Do you have any reason to think she might struggle? (If not I really would leave her to it and see how she gets on)
Are you in an area or do you come from a family that is particularly competitive about grades/scores/performance?
I have found my children going to school has made me reflect on some of my own attitudes so maybe just worth considering what might have influenced your feelings around this.

I picked things up really easily at school and was always ahead. I have struggled my whole life with not letting criticism define me as a person, I guess. I'm hard on myself and therefore I'm hard on myself regarding my children and if I'm doing enough to help them succeed in life.

I was always the perfect, well behaved child.

Anyway, my DD. I don't have concerns as such but at her preschool last year, which is part of the school she's now at reception at, they did mark her as ' emerging ' on a few categories.

Like numerical patterns and writing, as well as listening understanding and attention. Self regulation and building relationships was also emerging. She was ' expected ' in the other categories and ' exceeding ' in expressive arts and design.

It just made me feel like she was already behind on stuff.

Other parents were showing off how their DC's reports were excellent and exceeding etc and others were upset their child was only in the emerging category and not exceeding in things. I didn't hear anyone mention that their child was emerging on anything. I never brought up these convos and didn't comment.

OP posts:
Meeplebeen · 07/09/2024 09:43

You're worrying way, way too much.

She's just started school , the teachers will teach her phonics and then let you know in due course how you can support her. They haven't had a chance to teach her anything yet so just be patient and wait till your first parents evening or if they offer any sessions to parents to help support phonics go to that. If you start worrying in her first week of reception that she's already "behind" you're going to drive yourself mad by half term. Just chill out. Mine did phonics for the first 2 years, it's a marathon not a sprint. Every child learns at a different pace.

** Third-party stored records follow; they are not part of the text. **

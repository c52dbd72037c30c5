// ============================================
// Hybrid Blender
// ============================================
//
// Merges the content-based and collaborative passes into one ranked list.
// Weights are applied per input, never renormalized: an article present in
// only one list keeps that list's weighted score, which caps
// collaborative-only hits near 0.24 and damps the noisier signal.

use super::MAX_REASONS;
use crate::config::ScoringConfig;
use crate::models::{Algorithm, RecommendationScore};
use crate::utils::dedup_capped;
use std::cmp::Ordering;
use std::collections::HashMap;

pub struct HybridBlender {
    config: ScoringConfig,
}

struct PartialBlend {
    score: f64,
    content_reasons: Vec<String>,
    collaborative_reasons: Vec<String>,
}

impl PartialBlend {
    /// Cap the combined reason list without letting the larger content set
    /// crowd out the collaborative signal: when both inputs contributed, a
    /// slot is held back for the collaborative reasons before capping.
    fn reasons(self) -> Vec<String> {
        if self.collaborative_reasons.is_empty() {
            return dedup_capped(self.content_reasons, MAX_REASONS);
        }
        let mut reasons = dedup_capped(self.content_reasons, MAX_REASONS - 1);
        reasons.extend(self.collaborative_reasons);
        dedup_capped(reasons, MAX_REASONS)
    }
}

impl HybridBlender {
    pub fn new(config: ScoringConfig) -> Self {
        Self { config }
    }

    /// Blend the two pass outputs. Order within either input does not affect
    /// the result; ties rank by article id for a total order.
    pub fn blend(
        &self,
        content: &[RecommendationScore],
        collaborative: &[RecommendationScore],
    ) -> Vec<RecommendationScore> {
        let mut merged: HashMap<String, PartialBlend> = HashMap::new();

        for score in content {
            let entry = merged
                .entry(score.article_id.clone())
                .or_insert_with(|| PartialBlend {
                    score: 0.0,
                    content_reasons: Vec::new(),
                    collaborative_reasons: Vec::new(),
                });
            entry.score += score.score * self.config.content_weight;
            entry.content_reasons.extend(score.reasons.iter().cloned());
        }

        for score in collaborative {
            let entry = merged
                .entry(score.article_id.clone())
                .or_insert_with(|| PartialBlend {
                    score: 0.0,
                    content_reasons: Vec::new(),
                    collaborative_reasons: Vec::new(),
                });
            entry.score += score.score * self.config.collaborative_weight;
            entry
                .collaborative_reasons
                .extend(score.reasons.iter().cloned());
        }

        let mut blended: Vec<RecommendationScore> = merged
            .into_iter()
            .map(|(article_id, partial)| RecommendationScore {
                article_id,
                score: partial.score,
                reasons: partial.reasons(),
                algorithm: Algorithm::Hybrid,
            })
            .collect();

        blended.sort_by(|a, b| {
            b.score
                .partial_cmp(&a.score)
                .unwrap_or(Ordering::Equal)
                .then_with(|| a.article_id.cmp(&b.article_id))
        });
        blended.truncate(self.config.max_recommendations);
        blended
    }
}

What you can do is read to her. Show an interest in her day, talk to her about her friends that kind of stuff. Playdoh and drawing to build fine motor. Make sure she's ok putting clothes on and off/doing her coat up, building independence.

Talkwhilstyouwalk · 07/09/2024 09:48

It's so easy to fall into the competitiveness that happens between parents. With my first, I felt it when I heard of other children being on higher book bands, getting greater depth in everything etc. My advice is to not engage in these discussions.....with my second I realise that none of it really matters at this young age as the my all change, have leaps etc at different times. Also remember that a lot of it now is to do with brain development rather than intelligence, and this happens at different rates. The ones who are ahead now won't necessarily be the ones who are ahead come year 1, 2, 3 etc. I'm sure you won't but try not to let your dd pick up on the pressure you are feeling, it's not a race or a competion, it's only reception!

Bramblejell · 07/09/2024 09:53

lighg · 06/09/2024 21:56

How much reading ?

Yes the school have recommended stuff. I started doing some phonics practice at home with her sporadically since January when they started doing it in nursery but not consistently.

I'm just worried I will find it hard to be consistent.

She likes phonics.

As much as you enjoy. It should be fun not pressure. Please don't beat yourself up about this. Just include her in normal things that might support learning, like counting the vegetables in a recipe or counting cakes on a plate.spotting things on a nature walk & talking about them, drawing & craft and encoraging her to develop interests on her own, not just with you If sh doesnt want to talk about her day at school thats fine. I never worried too much about what they learnt & hitting targets & both are achieving well in secondary. My main concern was did they have friends and are they socialising well. Putting effort into spending time with other positive people is effort well spent I think, if they enjoy it.